L'une des causes du désarroi éprouvé, en France comme dans beaucoup de pays voisins, réside dans l'absence de crédibilité de la parole publique. Depuis la crise financière, on a eu droit à tous les discours possibles et imaginables, souvent rattrapés et démentis par les faits. Ainsi, on nous a successivement expliqué, en 2008, que les Etats reprenaient en main la situation, en venant au secours des banques, donc en protégeant notre épargne. Puis, à partir de 2009-2010, la "sortie de la crise" a été couramment évoquée comme si les errements passés n'étaient plus qu'un mauvais souvenir. Et je ne parle pas des propos contradictoires sur la nécessité de la rigueur, souhaitée par les uns et condamnée par les autres...

Aujourd'hui, on sent bien que l'édifice est fragile : la crise bancaire n'est pas derrière nous, l'endettement des Etats, accumulé au fil du temps, ne peut évidemment être réduit du jour au lendemain. Les plans d'aide à la Grèce se succèdent sans grand effet, la croissance est faible et le chômage élevé, en France comme aux Etats-Unis notamment. La dimension des problèmes est à la mesure de l'impuissance des Etats et de la cacophonie européenne. Les économistes, qui gagneraient à être plus humbles en ces temps d'incertitude et de volatilité, ont perdu toute crédibilité. Les responsables politiques n'en ont pas gagné non plus. Quelques exemples, de-ci-de-là.
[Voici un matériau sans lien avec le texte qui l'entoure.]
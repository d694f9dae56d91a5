/// Error type of this crate.
#[derive(thiserror::Error, Debug)]
pub enum PortError {
    /// An I/O error occurred while driving the inferior.
    #[error(transparent)]
    Io(#[from] std::io::Error),

    /// A memory access fell outside the inferior's address space.
    #[error("Invalid inferior address {0:#x}")]
    InvalidAddress(u64),

    /// The inferior is gone (exited or killed).
    #[error("Inferior has exited")]
    InferiorGone,

    /// The transport does not support the requested operation.
    #[error("Operation not supported by this transport: {0}")]
    Unsupported(&'static str),
}

/// Result type of this crate.
pub type Result<T> = core::result::Result<T, PortError>;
Qui pourrait croire, avec Martine Aubry, qu'on reviendra à la retraite à 60 ans en 2012 ? Qui pourrait croire qu'on peut sortir, seuls, d'une mondialisation qui fait dépendre notre économie de celle des autres ? Qui pourrait croire, avec le chef de l'Etat, que notre pays est définitivement à l'abri de toute faillite ? Qui pourrait croire, avec François Hollande, que l'on pourra recruter 12 000 enseignants de plus chaque année pendant 5 ans ? Qui pourrait croire, avec Angela Merkel, que la sortie du nucléaire est possible aussi vite sans débourser des sommes colossales qui nuiront à l'industrie allemande ? Je pourrais aisément compléter cette liste à la Prévert. Ce serait cruel.

Il ne faut pas s'étonner que les citoyens doutent lorsqu'on leur assène ainsi des discours aussi trompeurs, vite contredits par des réalités qui ont, chacun le sait, la vie dure.